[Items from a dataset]
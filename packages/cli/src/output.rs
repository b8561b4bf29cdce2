//! Human-readable report formatting.

use hazard_map_hazard_models::{Coordinate, Hazard};
use hazard_map_reference::{FaultCatalogue, RegionTable};
use hazard_map_risk::{Assessment, NearestFault};

/// Prints a full assessment report.
pub fn print_assessment(coordinate: Coordinate, assessment: &Assessment<'_>) {
    let risk = &assessment.risk;

    println!(
        "Location: {}, {}",
        coordinate.latitude, coordinate.longitude
    );
    match &risk.region {
        Some(region) => println!("Region:   {region} County"),
        None => println!("Region:   outside coverage area"),
    }
    println!();

    println!("{:<12} {:>5}  {:<7} SOURCE", "HAZARD", "SCORE", "LEVEL");
    println!("{}", "-".repeat(60));
    for hazard in Hazard::all() {
        let score = risk.score(*hazard);
        println!(
            "{:<12} {:>5.1}  {:<7} {}",
            hazard.to_string(),
            score.score(),
            score.level().to_string(),
            score.source()
        );
        for factor in score.factors() {
            println!("{:<12} - {factor}", "");
        }
    }
    println!();

    let loss = risk.loss_estimate;
    println!("10-year loss estimate (average home)");
    println!("  Unprotected:     ${}", loss.unprotected);
    println!("  With protection: ${}", loss.with_protection);
    println!("  Savings:         ${}", loss.savings());
    println!();

    if let Some(nearest) = &assessment.nearest_fault {
        print_nearest_fault(nearest);
        println!();
    }

    println!("Mitigation plan ({} actions)", assessment.plan.len());
    for (label, actions) in [
        ("Do today", &assessment.plan.immediate),
        ("This week", &assessment.plan.week),
        ("This month", &assessment.plan.month),
        ("This quarter", &assessment.plan.quarter),
    ] {
        if actions.is_empty() {
            continue;
        }
        println!("  {label}");
        for action in actions {
            println!(
                "    [{}] {} ({}, {} impact)",
                action.id,
                action.title,
                action.cost.label(),
                action.impact
            );
            if let Some(tip) = action.insurance_tip {
                println!("         Tip: {tip}");
            }
        }
    }
    println!();

    println!("Coverage gaps to review");
    for gap in &assessment.coverage_gaps {
        println!("  - {gap}");
    }
}

/// Prints the nearest fault summary.
pub fn print_nearest_fault(nearest: &NearestFault<'_>) {
    let fault = nearest.fault;
    println!(
        "Nearest fault: {} ({} miles, {})",
        fault.name(),
        nearest.distance_miles,
        fault.significance()
    );
    println!("  Slip rate:   {}", fault.slip_rate());
    println!("  Probability: {}", fault.probability());
    if let Some(last) = &fault.definition().last_major {
        println!("  Last major:  {last}");
    }
}

/// Prints the fault catalogue.
pub fn print_faults(faults: &FaultCatalogue) {
    println!(
        "{:<36} {:<9} {:<16} PROBABILITY",
        "NAME", "TIER", "SLIP RATE"
    );
    println!("{}", "-".repeat(90));
    for fault in faults.iter() {
        println!(
            "{:<36} {:<9} {:<16} {}",
            fault.name(),
            fault.significance().to_string(),
            fault.slip_rate(),
            fault.probability()
        );
    }
}

/// Prints the region statistics table.
pub fn print_regions(regions: &RegionTable) {
    println!(
        "{:<20} {:>8} {:>6} {:>10} {:>9}",
        "REGION", "WILDFIRE", "FLOOD", "EARTHQUAKE", "HURRICANE"
    );
    println!("{}", "-".repeat(57));
    for region in regions.iter() {
        println!(
            "{:<20} {:>8} {:>6} {:>10} {:>9}",
            region.name, region.wildfire, region.flood, region.earthquake, region.hurricane
        );
    }
}
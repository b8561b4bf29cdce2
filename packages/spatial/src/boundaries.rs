//! County boundary set and the region resolver.
//!
//! Boundaries are loaded once from a `GeoJSON` `FeatureCollection` whose
//! features carry a `name` property and a `Polygon` or `MultiPolygon`
//! geometry. Resolution is a linear scan in data order: the first boundary
//! containing the point wins, so overlapping boundaries are settled by the
//! order of the source file.

use std::path::Path;

use geo::{BoundingRect, MultiPolygon, Point, Rect};
use geojson::GeoJson;
use hazard_map_hazard_models::Coordinate;

use crate::SpatialError;
use crate::geometry::{point_in_polygon, to_point};

/// One named region boundary.
#[derive(Debug, Clone)]
pub struct RegionBoundary {
    name: String,
    polygon: MultiPolygon<f64>,
    bounds: Option<Rect<f64>>,
}

impl RegionBoundary {
    /// Creates a boundary from a name and its (possibly multi-part) polygon.
    #[must_use]
    pub fn new(name: impl Into<String>, polygon: MultiPolygon<f64>) -> Self {
        let bounds = polygon.bounding_rect();
        Self {
            name: name.into(),
            polygon,
            bounds,
        }
    }

    /// Region name.
    #[must_use]
    pub fn name(&self) -> &str {
        &self.name
    }

    /// Boundary geometry.
    #[must_use]
    pub const fn polygon(&self) -> &MultiPolygon<f64> {
        &self.polygon
    }

    /// Whether this boundary contains `point`.
    ///
    /// Checks the bounding box first; points on the boundary itself are
    /// outside.
    #[must_use]
    pub fn contains(&self, point: &Point<f64>) -> bool {
        let Some(bounds) = self.bounds else {
            return false;
        };
        let (min, max) = (bounds.min(), bounds.max());
        if point.x() < min.x || point.x() > max.x || point.y() < min.y || point.y() > max.y {
            return false;
        }
        point_in_polygon(point, &self.polygon)
    }
}

/// The full set of region boundaries, in data order.
///
/// Holding one of these is the precondition for resolving regions: it can
/// only be built from already-loaded geometry.
#[derive(Debug, Clone, Default)]
pub struct RegionBoundaries {
    regions: Vec<RegionBoundary>,
}

impl RegionBoundaries {
    /// Wraps already-built boundaries, keeping their order.
    #[must_use]
    pub const fn new(regions: Vec<RegionBoundary>) -> Self {
        Self { regions }
    }

    /// Parses a `GeoJSON` `FeatureCollection`.
    ///
    /// Features without a non-empty `name` property or without polygonal
    /// geometry are skipped with a warning.
    ///
    /// # Errors
    ///
    /// Returns an error if the text is not `GeoJSON`, is not a
    /// `FeatureCollection`, or contains no usable region.
    pub fn from_geojson_str(text: &str) -> Result<Self, SpatialError> {
        let geojson: GeoJson = text.parse()?;
        let GeoJson::FeatureCollection(collection) = geojson else {
            return Err(SpatialError::NotFeatureCollection);
        };

        let total = collection.features.len();
        let mut regions = Vec::with_capacity(total);

        for (index, feature) in collection.features.into_iter().enumerate() {
            let name = feature
                .property("name")
                .and_then(|v| v.as_str())
                .map(str::trim)
                .filter(|s| !s.is_empty())
                .map(ToString::to_string);

            let Some(name) = name else {
                log::warn!("Skipping boundary feature {index}: missing name");
                continue;
            };

            let Some(polygon) = feature.geometry.and_then(geometry_to_multipolygon) else {
                log::warn!("Skipping boundary feature {name}: not a Polygon or MultiPolygon");
                continue;
            };

            regions.push(RegionBoundary::new(name, polygon));
        }

        if regions.is_empty() {
            return Err(SpatialError::NoRegions);
        }

        log::info!(
            "Loaded {} region boundaries ({} features skipped)",
            regions.len(),
            total - regions.len()
        );

        Ok(Self { regions })
    }

    /// Reads and parses a `GeoJSON` boundary file.
    ///
    /// # Errors
    ///
    /// Returns an error if the file cannot be read or
    /// [`Self::from_geojson_str`] fails.
    pub fn from_path(path: &Path) -> Result<Self, SpatialError> {
        log::info!("Loading region boundaries from {}", path.display());
        let text = std::fs::read_to_string(path)?;
        Self::from_geojson_str(&text)
    }

    /// Returns the first region (in data order) whose boundary contains the
    /// coordinate, or `None` if none does.
    #[must_use]
    pub fn resolve(&self, coordinate: Coordinate) -> Option<&RegionBoundary> {
        let point = to_point(coordinate);
        let found = self.regions.iter().find(|r| r.contains(&point));

        log::debug!(
            "Resolved ({}, {}) to {}",
            coordinate.longitude,
            coordinate.latitude,
            found.map_or("<none>", RegionBoundary::name)
        );

        found
    }

    /// Iterates boundaries in data order.
    pub fn iter(&self) -> impl DoubleEndedIterator<Item = &RegionBoundary> {
        self.regions.iter()
    }

    /// Number of boundaries.
    #[must_use]
    pub fn len(&self) -> usize {
        self.regions.len()
    }

    /// Whether the set is empty. An empty set resolves every coordinate to
    /// `None`.
    #[must_use]
    pub fn is_empty(&self) -> bool {
        self.regions.is_empty()
    }
}

/// Resolves a coordinate to the first containing region.
///
/// Free-function form of [`RegionBoundaries::resolve`].
#[must_use]
pub fn resolve_region(
    coordinate: Coordinate,
    boundaries: &RegionBoundaries,
) -> Option<&RegionBoundary> {
    boundaries.resolve(coordinate)
}

/// Converts a `GeoJSON` geometry into a [`MultiPolygon`].
/// Handles both `Polygon` and `MultiPolygon` geometry types.
fn geometry_to_multipolygon(geometry: geojson::Geometry) -> Option<MultiPolygon<f64>> {
    let geo_geom: geo::Geometry<f64> = geometry.try_into().ok()?;
    match geo_geom {
        geo::Geometry::MultiPolygon(mp) => Some(mp),
        geo::Geometry::Polygon(p) => Some(MultiPolygon(vec![p])),
        _ => None,
    }
}
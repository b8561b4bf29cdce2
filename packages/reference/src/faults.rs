//! Fault catalogue with parsed traces and derived activity numerics.
//!
//! The catalogue file describes slip rate and rupture probability as
//! free-form strings ("12-25 mm/yr", "31% M6.7+ by 2044"). Numeric values
//! are derived from those strings once, at load time, with fixed fallbacks
//! when a string cannot be parsed.

use std::sync::LazyLock;

use geo::{Coord, LineString};
use hazard_map_reference_models::{FaultDefinition, FaultSignificance};
use regex::Regex;

use crate::ReferenceError;

/// Slip rate assumed when the description has no number in it.
pub const DEFAULT_SLIP_RATE_MM_PER_YR: f64 = 1.0;

/// Rupture probability assumed when the description has no percentage.
pub const DEFAULT_PROBABILITY_PERCENT: f64 = 10.0;

/// Probability label used when the catalogue gives none.
pub const UNKNOWN_PROBABILITY: &str = "Unknown";

/// A range such as `1.5-3`.
static RANGE_RE: LazyLock<Regex> =
    LazyLock::new(|| Regex::new(r"(\d+(?:\.\d+)?)\s*-\s*(\d+(?:\.\d+)?)").expect("valid regex"));

/// The first bare number.
static NUMBER_RE: LazyLock<Regex> =
    LazyLock::new(|| Regex::new(r"(\d+(?:\.\d+)?)").expect("valid regex"));

/// A number immediately followed by `%`.
static PERCENT_RE: LazyLock<Regex> =
    LazyLock::new(|| Regex::new(r"(\d+(?:\.\d+)?)\s*%").expect("valid regex"));

/// Parses a descriptive slip rate into mm/yr.
///
/// Ranges (`"20-35 mm/yr"`) average their endpoints, single values
/// (`"9 mm/yr"`) parse directly, and anything else falls back to
/// [`DEFAULT_SLIP_RATE_MM_PER_YR`].
#[must_use]
pub fn parse_slip_rate(description: &str) -> f64 {
    if let Some(caps) = RANGE_RE.captures(description) {
        let low = caps[1].parse::<f64>();
        let high = caps[2].parse::<f64>();
        if let (Ok(low), Ok(high)) = (low, high) {
            return (low + high) / 2.0;
        }
    }

    NUMBER_RE
        .captures(description)
        .and_then(|caps| caps[1].parse().ok())
        .unwrap_or(DEFAULT_SLIP_RATE_MM_PER_YR)
}

/// Parses a descriptive rupture probability into a percentage.
///
/// Only a number followed by `%` counts (so the magnitude in
/// `"33% M6.7+ by 2044"` is ignored); anything else falls back to
/// [`DEFAULT_PROBABILITY_PERCENT`].
#[must_use]
pub fn parse_probability(description: &str) -> f64 {
    PERCENT_RE
        .captures(description)
        .and_then(|caps| caps[1].parse().ok())
        .unwrap_or(DEFAULT_PROBABILITY_PERCENT)
}

/// A catalogued fault with its trace as a [`LineString`].
#[derive(Debug, Clone, PartialEq)]
pub struct FaultLine {
    definition: FaultDefinition,
    trace: LineString<f64>,
    slip_rate_mm_per_yr: f64,
    probability_percent: f64,
}

impl FaultLine {
    /// Builds a fault from its catalogue definition.
    #[must_use]
    pub fn new(definition: FaultDefinition) -> Self {
        let trace = LineString::new(
            definition
                .coordinates
                .iter()
                .map(|&[x, y]| Coord { x, y })
                .collect(),
        );
        let slip_rate_mm_per_yr = parse_slip_rate(&definition.slip_rate);
        let probability_percent = definition
            .probability
            .as_deref()
            .map_or(DEFAULT_PROBABILITY_PERCENT, parse_probability);

        Self {
            definition,
            trace,
            slip_rate_mm_per_yr,
            probability_percent,
        }
    }

    /// Fault name.
    #[must_use]
    pub fn name(&self) -> &str {
        &self.definition.name
    }

    /// Descriptive slip rate as catalogued.
    #[must_use]
    pub fn slip_rate(&self) -> &str {
        &self.definition.slip_rate
    }

    /// Slip rate in mm/yr parsed from [`Self::slip_rate`].
    #[must_use]
    pub const fn slip_rate_mm_per_yr(&self) -> f64 {
        self.slip_rate_mm_per_yr
    }

    /// Descriptive rupture probability, or `"Unknown"`.
    #[must_use]
    pub fn probability(&self) -> &str {
        self.definition
            .probability
            .as_deref()
            .unwrap_or(UNKNOWN_PROBABILITY)
    }

    /// Rupture probability in percent parsed from [`Self::probability`].
    #[must_use]
    pub const fn probability_percent(&self) -> f64 {
        self.probability_percent
    }

    /// Display tier.
    #[must_use]
    pub const fn significance(&self) -> FaultSignificance {
        self.definition.significance
    }

    /// Surface trace.
    #[must_use]
    pub const fn trace(&self) -> &LineString<f64> {
        &self.trace
    }

    /// The catalogue entry this fault was built from.
    #[must_use]
    pub const fn definition(&self) -> &FaultDefinition {
        &self.definition
    }
}

impl AsRef<LineString<f64>> for FaultLine {
    fn as_ref(&self) -> &LineString<f64> {
        &self.trace
    }
}

/// Faults in catalogue order.
#[derive(Debug, Clone, Default)]
pub struct FaultCatalogue {
    faults: Vec<FaultLine>,
}

impl FaultCatalogue {
    /// Builds the catalogue from file definitions.
    ///
    /// Faults with fewer than two vertices are kept (they are skipped by
    /// the nearest-fault search) but logged.
    ///
    /// # Errors
    ///
    /// Returns an error if a fault has an empty name.
    pub fn new(definitions: Vec<FaultDefinition>) -> Result<Self, ReferenceError> {
        let mut faults = Vec::with_capacity(definitions.len());

        for (index, definition) in definitions.into_iter().enumerate() {
            if definition.name.trim().is_empty() {
                return Err(ReferenceError::EmptyName {
                    kind: "fault",
                    index,
                });
            }
            if definition.coordinates.len() < 2 {
                log::warn!(
                    "Fault {} has {} vertices and will never match a proximity search",
                    definition.name,
                    definition.coordinates.len()
                );
            }
            faults.push(FaultLine::new(definition));
        }

        Ok(Self { faults })
    }

    /// All faults as a slice, in catalogue order.
    #[must_use]
    pub fn as_slice(&self) -> &[FaultLine] {
        &self.faults
    }

    /// Iterates faults in catalogue order.
    pub fn iter(&self) -> impl Iterator<Item = &FaultLine> {
        self.faults.iter()
    }

    /// Fault names in catalogue order.
    #[must_use]
    pub fn names(&self) -> Vec<&str> {
        self.faults.iter().map(FaultLine::name).collect()
    }

    /// Looks up a fault by exact name.
    #[must_use]
    pub fn by_name(&self, name: &str) -> Option<&FaultLine> {
        self.faults.iter().find(|f| f.name() == name)
    }

    /// Number of faults.
    #[must_use]
    pub fn len(&self) -> usize {
        self.faults.len()
    }

    /// Whether the catalogue is empty.
    #[must_use]
    pub fn is_empty(&self) -> bool {
        self.faults.is_empty()
    }
}
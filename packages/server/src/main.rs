#![cfg_attr(feature = "fail-on-warnings", deny(warnings))]
#![warn(clippy::all, clippy::pedantic, clippy::nursery, clippy::cargo)]
#![allow(clippy::multiple_crate_versions, clippy::cargo_common_metadata)]

//! Actix-Web API server for the hazard map risk engine.

#[actix_web::main]
async fn main() -> std::io::Result<()> {
    pretty_env_logger::init_custom_env("RUST_LOG");
    hazard_map_server::run_server().await
}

EXERCISE INSTRUCTIONS:
Please list every line of the records that contains "trim".

FINISHED TASK:
                .map(str::trim)
            if definition.name.trim().is_empty() {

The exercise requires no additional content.